Le ministre a également souligné qu' »il était clair » que « les communes doivent aussi contribuer » à la reconstruction.

« Il faut prendre en compte qu’il y a des instruments qui existent déjà, comme le fonds municipal d’urgence, et qu’il a des règles. Le Gouvernement s’est mis à disposition pour, en plus des instruments qui existent déjà, pouvoir définir de nouveaux instruments en fonction des dommages. […] Nous nous rendons disponibles pour, si nécessaire, augmenter le soutien et changer ces règles », a-t-il déclaré.

« Le Gouvernement ne manquera pas de recourir à tous les niveaux d’aide », a-t-il également assuré, interrogé sur la demande de plusieurs maires au Gouvernement de déclarer une situation de calamité, soulignant que « tous les mécanismes nécessaires » seront activés. .

Le ministre a également souligné que le gouvernement avait l’intention de rationaliser ce soutien, mais que les municipalités devaient présenter rapidement un état des lieux des dégâts, de préférence d’ici la fin de l’année ou, en cas d’impossibilité, avant le 15 janvier.

«Nous travaillons dur pour répondre aux gens le plus rapidement possible. Au cours de la semaine prochaine, nous aurons une première enquête.
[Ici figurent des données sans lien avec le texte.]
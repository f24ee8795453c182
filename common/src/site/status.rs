use std::collections::BTreeMap;
use std::fmt;

use super::{Country, EndpointRole, ProbeResult, Site, SiteId};

/// Aggregated verdict for one site, built from a single probe pass.
///
/// A site is *hard down* when its gateway answers but every register is
/// unreachable: the store has connectivity yet cannot transact. A site with zero
/// registers and a reachable gateway therefore counts as hard down.
#[derive(Debug, Clone, PartialEq, Eq)]
pub struct SiteStatus {
    site: Site,
    gateway: ProbeResult,
    back_office: ProbeResult,
    registers: BTreeMap<u32, ProbeResult>,
    crashed_registers: u32,
    hard_down: bool,
}

/// Collects probe results in any order and seals them into a [`SiteStatus`].
///
/// Endpoints that never get a result stay [`ProbeResult::Unreachable`].
#[derive(Debug)]
pub struct StatusBuilder {
    site: Site,
    gateway: ProbeResult,
    back_office: ProbeResult,
    registers: BTreeMap<u32, ProbeResult>,
}

impl StatusBuilder {
    pub fn new(site: Site) -> Self {
        let registers = (1..=site.registers)
            .map(|idx| (idx, ProbeResult::Unreachable))
            .collect();
        Self {
            site,
            gateway: ProbeResult::Unreachable,
            back_office: ProbeResult::Unreachable,
            registers,
        }
    }

    /// Stores the result for `role`. Returns `false` for a register index the site does not have.
    pub fn record(&mut self, role: EndpointRole, result: ProbeResult) -> bool {
        match role {
            EndpointRole::Gateway => self.gateway = result,
            EndpointRole::BackOffice => self.back_office = result,
            EndpointRole::Register(idx) => match self.registers.get_mut(&idx) {
                Some(slot) => *slot = result,
                None => return false,
            },
        }
        true
    }

    pub fn build(self) -> SiteStatus {
        let crashed_registers = self
            .registers
            .values()
            .filter(|result| !result.is_reachable())
            .count() as u32;
        let hard_down = self.gateway.is_reachable() && crashed_registers == self.site.registers;

        SiteStatus {
            site: self.site,
            gateway: self.gateway,
            back_office: self.back_office,
            registers: self.registers,
            crashed_registers,
            hard_down,
        }
    }
}

impl SiteStatus {
    pub fn builder(site: Site) -> StatusBuilder {
        StatusBuilder::new(site)
    }

    pub fn id(&self) -> SiteId {
        self.site.id
    }

    pub fn country(&self) -> &Country {
        &self.site.country
    }

    pub fn register_count(&self) -> u32 {
        self.site.registers
    }

    pub fn gateway(&self) -> ProbeResult {
        self.gateway
    }

    pub fn back_office(&self) -> ProbeResult {
        self.back_office
    }

    /// Register results keyed by index, ascending.
    pub fn registers(&self) -> &BTreeMap<u32, ProbeResult> {
        &self.registers
    }

    pub fn register(&self, idx: u32) -> Option<ProbeResult> {
        self.registers.get(&idx).copied()
    }

    pub fn crashed_registers(&self) -> u32 {
        self.crashed_registers
    }

    pub fn is_hard_down(&self) -> bool {
        self.hard_down
    }

    /// Report fields in their fixed order: store, gateway, registers, back-office, verdict.
    pub fn report_lines(&self) -> Vec<(String, String)> {
        let mut lines = Vec::with_capacity(self.registers.len() + 4);
        lines.push(("STORE".to_string(), self.site.id.padded()));
        lines.push((EndpointRole::Gateway.label(), self.gateway.to_string()));
        for (idx, result) in &self.registers {
            lines.push((EndpointRole::Register(*idx).label(), result.to_string()));
        }
        lines.push((EndpointRole::BackOffice.label(), self.back_office.to_string()));
        let verdict = if self.hard_down { "YES" } else { "NO" };
        lines.push(("H.Down".to_string(), verdict.to_string()));
        lines
    }
}

impl fmt::Display for SiteStatus {
    fn fmt(&self, f: &mut fmt::Formatter<'_>) -> fmt::Result {
        for (label, value) in self.report_lines() {
            writeln!(f, "{label:<7}| {value}")?;
        }
        Ok(())
    }
}
//! # Site Model
//!
//! A site is one retail location: a gateway, a back-office server and a
//! configurable number of registers, all addressed through the naming scheme in
//! [`address`].

pub mod address;
mod country;
mod endpoint;
mod id;
pub mod range;
mod status;

pub use country::{Country, CountryError};
pub use endpoint::{EndpointRole, ProbeResult};
pub use id::{SiteId, SiteIdError};
pub use status::{SiteStatus, StatusBuilder};

use crate::config::SiteDefaults;

/// The input tuple of every scan: which site, in which country, with how many registers.
#[derive(Debug, Clone, PartialEq, Eq, Hash)]
pub struct Site {
    pub id: SiteId,
    pub country: Country,
    pub registers: u32,
}

impl Site {
    pub fn new(id: SiteId, country: Country, registers: u32) -> Self {
        Self {
            id,
            country,
            registers,
        }
    }

    pub fn with_defaults(id: SiteId, defaults: &SiteDefaults) -> Self {
        Self::new(id, defaults.country.clone(), defaults.registers)
    }

    /// Every endpoint of the site: gateway, back-office, then registers in ascending order.
    pub fn endpoints(&self) -> impl Iterator<Item = EndpointRole> {
        let fixed = [EndpointRole::Gateway, EndpointRole::BackOffice];
        fixed
            .into_iter()
            .chain((1..=self.registers).map(EndpointRole::Register))
    }

    pub fn address(&self, role: EndpointRole) -> String {
        address::resolve(self.id, &self.country, role)
    }
}

// ╔════════════════════════════════════════════╗
// ║ ████████╗███████╗███████╗████████╗███████╗ ║
// ║ ╚══██╔══╝██╔════╝██╔════╝╚══██╔══╝██╔════╝ ║
// ║    ██║   █████╗  ███████╗   ██║   ███████╗ ║
// ║    ██║   ██╔══╝  ╚════██║   ██║   ╚════██║ ║
// ║    ██║   ███████╗███████║   ██║   ███████║ ║
// ║    ╚═╝   ╚══════╝╚══════╝   ╚═╝   ╚══════╝ ║
// ╚════════════════════════════════════════════╝
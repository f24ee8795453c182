use std::fmt;
use std::str::FromStr;

use thiserror::Error;

/// Width of the zero-padded form used in every endpoint hostname.
pub const PADDED_WIDTH: usize = 5;

#[derive(Debug, Error, PartialEq, Eq)]
pub enum SiteIdError {
    #[error("site id cannot be empty")]
    Empty,
    #[error("'{0}' is not a valid site id")]
    Invalid(String),
}

/// Numeric site identifier. Displays zero-padded to five digits.
#[derive(Debug, Clone, Copy, PartialEq, Eq, PartialOrd, Ord, Hash)]
pub struct SiteId(u32);

impl SiteId {
    pub const fn new(id: u32) -> Self {
        Self(id)
    }

    pub const fn get(self) -> u32 {
        self.0
    }

    /// The sentinel used by the interactive drivers to leave a scan.
    pub const fn is_sentinel(self) -> bool {
        self.0 == 0
    }

    pub fn padded(self) -> String {
        format!("{:0width$}", self.0, width = PADDED_WIDTH)
    }
}

impl fmt::Display for SiteId {
    fn fmt(&self, f: &mut fmt::Formatter<'_>) -> fmt::Result {
        write!(f, "{:0width$}", self.0, width = PADDED_WIDTH)
    }
}

impl FromStr for SiteId {
    type Err = SiteIdError;

    /// Accepts plain decimal digits, with or without leading zeros.
    fn from_str(s: &str) -> Result<Self, Self::Err> {
        if s.is_empty() {
            return Err(SiteIdError::Empty);
        }
        if !s.bytes().all(|b| b.is_ascii_digit()) {
            return Err(SiteIdError::Invalid(s.to_string()));
        }
        s.parse::<u32>()
            .map(Self)
            .map_err(|_| SiteIdError::Invalid(s.to_string()))
    }
}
Nous travaillons, nous serons rapides et c’est l’engagement que j’assume ici », a-t-il déclaré.

Face aux inquiétudes sur la bureaucratie excessive, le ministre a souligné que le formulaire pour signaler les dommages est déjà disponible et que la validation des dommages « sera simple et rapide », juste « une photographie ».

Selon Vieira da Silva, le gouvernement a laissé la première intervention à la Protection civile et aux municipalités, qui sont celles qui connaissent le mieux le terrain, et a vu « une grande capacité » des municipalités qu’il a visitées à « se rétablir de manière impressionnante ».

En réponse à Livre, qui a souligné l’attente que ces phénomènes météorologiques deviendront plus fréquents, Vieira da Silva a admis la création d’un mécanisme pour faciliter une réaction chaque fois que ces phénomènes extrêmes se produisent, mais a souligné qu’en ce moment, l’important est de faire face aux dégâts.

Les pluies intenses et persistantes qui sont tombées mardi 13 ont provoqué plus de 3 000 événements, dont des inondations, des chutes d’arbres et des coupures de route, affectant principalement les quartiers de Lisbonne, Setúbal, Portalegre et Santarém.

La Protection Civile a enregistré plus de 7 950 événements sur le territoire national, dont 4 841 inondations, et 88 personnes déplacées de 00h00 le 7 à 08h00 le 15.

Parmi les dégâts déjà anticipés dans un premier bilan, la Câmara de Loures estime que les fortes pluies qui ont touché le département depuis la semaine dernière s’élèvent à « plus de 20 millions d’euros », Oeiras a pointé plus de 12 millions d’euros de dégâts et le maire de Lisbonne, Carlos Moedas, a annoncé, toujours sans avancer d’estimation, la création d’un fonds d’au moins trois millions d’euros pour soutenir les commerçants et les particuliers qui ont subi des dommages dus aux intempéries.

Dans l’arrondissement de Portalegre, le maire de Fronteira a estimé les pertes « de l’ordre de 18 millions d’euros » dans cette commune, celle de Monforte entre six et huit millions d’euros et celle de Campo Maior à « pratiquement deux millions d’euros ».